Der Geschichtsstreit zwischen Polen und der Ukraine eskaliert und gefährdet die enge Zusammenarbeit beider Länder. In Kielce blockierte der Stadtrat auf Druck der rechtsnationalen Opposition die Schenkung von 15 ausrangierten Stadtbussen an die ukrainische Partnerstadt Winnytsja. Ursache ist die Empörung über die Namensgebung ukrainischer Einheiten nach der UPA, die 1943 Massaker an Polen verübte.

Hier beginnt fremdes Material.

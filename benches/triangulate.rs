use cdt_core::point::Point2;
use cdt_core::PointTriangulator;
use criterion::{black_box, criterion_group, criterion_main, BenchmarkId, Criterion};
use rand::rngs::SmallRng;
use rand::{Rng, SeedableRng};

fn random_points(n: usize, seed: u64) -> Vec<Point2> {
  let mut rng = SmallRng::seed_from_u64(seed);
  (0..n).map(|_| Point2::new(rng.gen_range(0.0..1000.0), rng.gen_range(0.0..1000.0))).collect()
}

fn bench_triangulate(c: &mut Criterion) {
  let mut group = c.benchmark_group("triangulate");
  for &n in &[100usize, 1_000, 10_000] {
    let points = random_points(n, 42);
    group.bench_with_input(BenchmarkId::from_parameter(n), &points, |b, points| {
      b.iter(|| {
        let triangulator = PointTriangulator::new(points.clone());
        black_box(triangulator.triangulate().expect("triangulation should succeed"))
      })
    });
  }
  group.finish();
}

criterion_group!(benches, bench_triangulate);
criterion_main!(benches);
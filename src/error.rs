use std::fmt;

/// An internal invariant or surgery-primitive precondition was violated.
///
/// These only ever arise from a logic bug in the mesh or triangulation
/// algorithms themselves, never from malformed caller input — malformed
/// input is reported through [`crate::validation::ValidationReport`] instead.
/// Per the error-handling design, a logic bug is a fatal condition: there is
/// no graceful recovery because the mesh's topological integrity is the
/// algorithm's foundation. Callers that see this variant should treat it as
/// a bug report.
#[derive(Debug, Clone, Copy, PartialEq, Eq)]
pub enum TriangulationError {
  /// A surgery primitive was called with a handle that no longer refers to
  /// a live element (it was deleted, or belongs to a different mesh).
  StaleHandle,
  /// A surgery primitive's documented precondition did not hold.
  PreconditionViolation(&'static str),
  /// A §3 adjacency invariant was found violated while performing an
  /// operation.
  InvariantViolation(&'static str),
  /// An iterative process (insertion loop, legalization work list) exceeded
  /// its defensive step bound without terminating. This indicates a logic
  /// bug in the predicates or topology, not a resource limit a caller can
  /// work around.
  ExceededStepBound,
}

impl fmt::Display for TriangulationError {
  fn fmt(&self, f: &mut fmt::Formatter<'_>) -> fmt::Result {
    match self {
      TriangulationError::StaleHandle => write!(f, "handle refers to a deleted mesh element"),
      TriangulationError::PreconditionViolation(msg) => {
        write!(f, "precondition violated: {}", msg)
      }
      TriangulationError::InvariantViolation(msg) => write!(f, "invariant violated: {}", msg),
      TriangulationError::ExceededStepBound => {
        write!(f, "exceeded defensive step bound during triangulation")
      }
    }
  }
}

impl std::error::Error for TriangulationError {}

pub type Result<T> = std::result::Result<T, TriangulationError>;
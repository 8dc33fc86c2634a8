use crate::catalog::Message;

/// Server-side client slot index.
pub type ClientSlot = usize;

/// Who a dispatched message came from.
#[derive(Debug, Clone, Copy, PartialEq, Eq, Hash)]
pub enum PeerHandle {
    Client(ClientSlot),
    Server,
}

/// Receives every delivered message exactly once. The message is borrowed
/// for the duration of the call only.
pub trait MessageHandler {
    fn handle(&mut self, from: PeerHandle, message: &Message);
}

impl<F> MessageHandler for F
where
    F: FnMut(PeerHandle, &Message),
{
    fn handle(&mut self, from: PeerHandle, message: &Message) {
        self(from, message)
    }
}

/// Discards everything.
#[derive(Debug, Default, Clone, Copy)]
pub struct NullHandler;

impl MessageHandler for NullHandler {
    fn handle(&mut self, _from: PeerHandle, _message: &Message) {}
}
//! LSB-first bit packing for message bodies.

use crate::error::{NetError, Result};

#[derive(Debug, Default)]
pub struct BitWriter {
    buffer: Vec<u8>,
    bit_position: usize,
}

impl BitWriter {
    pub fn new() -> Self {
        Self::default()
    }

    /// Bytes written, rounded up.
    pub fn byte_len(&self) -> usize {
        self.bit_position.div_ceil(8)
    }

    pub fn bits_written(&self) -> usize {
        self.bit_position
    }

    /// Writes the low `bits` bits of `value`. `bits` must be in 1..=32.
    pub fn write_bits(&mut self, value: u32, bits: u32) {
        debug_assert!(bits > 0 && bits <= 32);

        let mask = if bits == 32 { u32::MAX } else { (1u32 << bits) - 1 };
        let value = value & mask;

        self.buffer.resize((self.bit_position + bits as usize).div_ceil(8), 0);

        for i in 0..bits {
            let byte_idx = self.bit_position / 8;
            let bit_idx = self.bit_position % 8;
            if (value >> i) & 1 == 1 {
                self.buffer[byte_idx] |= 1 << bit_idx;
            }
            self.bit_position += 1;
        }
    }

    #[inline]
    pub fn write_bool(&mut self, value: bool) {
        self.write_bits(u32::from(value), 1);
    }

    /// Writes `bits` zero bits, 32 at a time.
    pub fn write_padding(&mut self, bits: u32) {
        for _ in 0..bits / 32 {
            self.write_bits(0, 32);
        }
        let remainder = bits % 32;
        if remainder > 0 {
            self.write_bits(0, remainder);
        }
    }

    pub fn into_bytes(self) -> Vec<u8> {
        self.buffer
    }
}

#[derive(Debug)]
pub struct BitReader<'a> {
    data: &'a [u8],
    bit_position: usize,
}

impl<'a> BitReader<'a> {
    pub fn new(data: &'a [u8]) -> Self {
        Self {
            data,
            bit_position: 0,
        }
    }

    pub fn bits_remaining(&self) -> usize {
        self.data.len() * 8 - self.bit_position
    }

    pub fn read_bits(&mut self, bits: u32) -> Result<u32> {
        debug_assert!(bits > 0 && bits <= 32);

        if self.bits_remaining() < bits as usize {
            return Err(NetError::MalformedMessage("truncated"));
        }

        let mut value = 0u32;
        for i in 0..bits {
            let byte = self.data[self.bit_position / 8];
            let bit = (byte >> (self.bit_position % 8)) & 1;
            value |= u32::from(bit) << i;
            self.bit_position += 1;
        }
        Ok(value)
    }

    #[inline]
    pub fn read_bool(&mut self) -> Result<bool> {
        Ok(self.read_bits(1)? == 1)
    }

    /// Consumes `bits` bits that must all be zero.
    pub fn read_padding(&mut self, bits: u32) -> Result<()> {
        for _ in 0..bits / 32 {
            if self.read_bits(32)? != 0 {
                return Err(NetError::MalformedMessage("non-zero padding"));
            }
        }
        let remainder = bits % 32;
        if remainder > 0 && self.read_bits(remainder)? != 0 {
            return Err(NetError::MalformedMessage("non-zero padding"));
        }
        Ok(())
    }

    /// Rejects trailing bytes and set bits after the last field, so that a
    /// decoded message re-encodes to exactly the input.
    pub fn finish(self) -> Result<()> {
        if self.data.len() != self.bit_position.div_ceil(8) {
            return Err(NetError::MalformedMessage("trailing bytes"));
        }
        let used = self.bit_position % 8;
        if used != 0 {
            let last = self.data[self.data.len() - 1];
            if last >> used != 0 {
                return Err(NetError::MalformedMessage("trailing bits"));
            }
        }
        Ok(())
    }
}

#[cfg(test)]
mod tests {
    use super::*;

    #[test]
    fn packs_fields_across_bytes() {
        let mut writer = BitWriter::new();
        writer.write_bits(0b101, 3);
        writer.write_bits(0b1111, 4);
        writer.write_bool(true);
        writer.write_bits(0xABCD, 16);
        assert_eq!(writer.byte_len(), 3);

        let bytes = writer.into_bytes();
        let mut reader = BitReader::new(&bytes);
        assert_eq!(reader.read_bits(3).unwrap(), 0b101);
        assert_eq!(reader.read_bits(4).unwrap(), 0b1111);
        assert!(reader.read_bool().unwrap());
        assert_eq!(reader.read_bits(16).unwrap(), 0xABCD);
        reader.finish().unwrap();
    }

    #[test]
    fn full_width_values() {
        let mut writer = BitWriter::new();
        writer.write_bits(u32::MAX, 32);
        writer.write_bits(7, 3);
        let bytes = writer.into_bytes();
        assert_eq!(bytes.len(), 5);

        let mut reader = BitReader::new(&bytes);
        assert_eq!(reader.read_bits(32).unwrap(), u32::MAX);
        assert_eq!(reader.read_bits(3).unwrap(), 7);
        reader.finish().unwrap();
    }

    #[test]
    fn truncated_read_fails() {
        let mut reader = BitReader::new(&[0xFF]);
        assert!(matches!(
            reader.read_bits(9),
            Err(NetError::MalformedMessage("truncated"))
        ));
    }

    #[test]
    fn finish_rejects_leftovers() {
        let mut reader = BitReader::new(&[0x01, 0x00]);
        reader.read_bits(1).unwrap();
        assert!(reader.finish().is_err());

        let mut reader = BitReader::new(&[0b0000_0011]);
        reader.read_bits(1).unwrap();
        assert!(reader.finish().is_err());
    }

    #[test]
    fn padding_must_be_zero() {
        let mut writer = BitWriter::new();
        writer.write_padding(70);
        assert_eq!(writer.bits_written(), 70);
        let bytes = writer.into_bytes();

        let mut reader = BitReader::new(&bytes);
        reader.read_padding(70).unwrap();
        reader.finish().unwrap();

        let mut reader = BitReader::new(&[0x00, 0x10]);
        assert!(reader.read_padding(16).is_err());
    }
}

Präsident Nawrocki entzog Selenskyj den höchsten polnischen Orden. Der Ukrainer blieb daraufhin einer Konferenz fern und schickte den Orden per Post zurück. Die militärische Zusammenarbeit leidet: Polen setzte die Lieferung von MiG-29-Kampfjets vorläufig aus. In Umfragen fordert fast die Hälfte der Polen weniger Unterstützung für die Ukraine.
Beobachter sehen den Streit von beiden Seiten bewusst angefacht – Polens Opposition mache antiukrainische Stimmung, Selenskyj nutze das Thema für innenpolitische Ablenkung. Experten warnen vor Spielraum für Russland.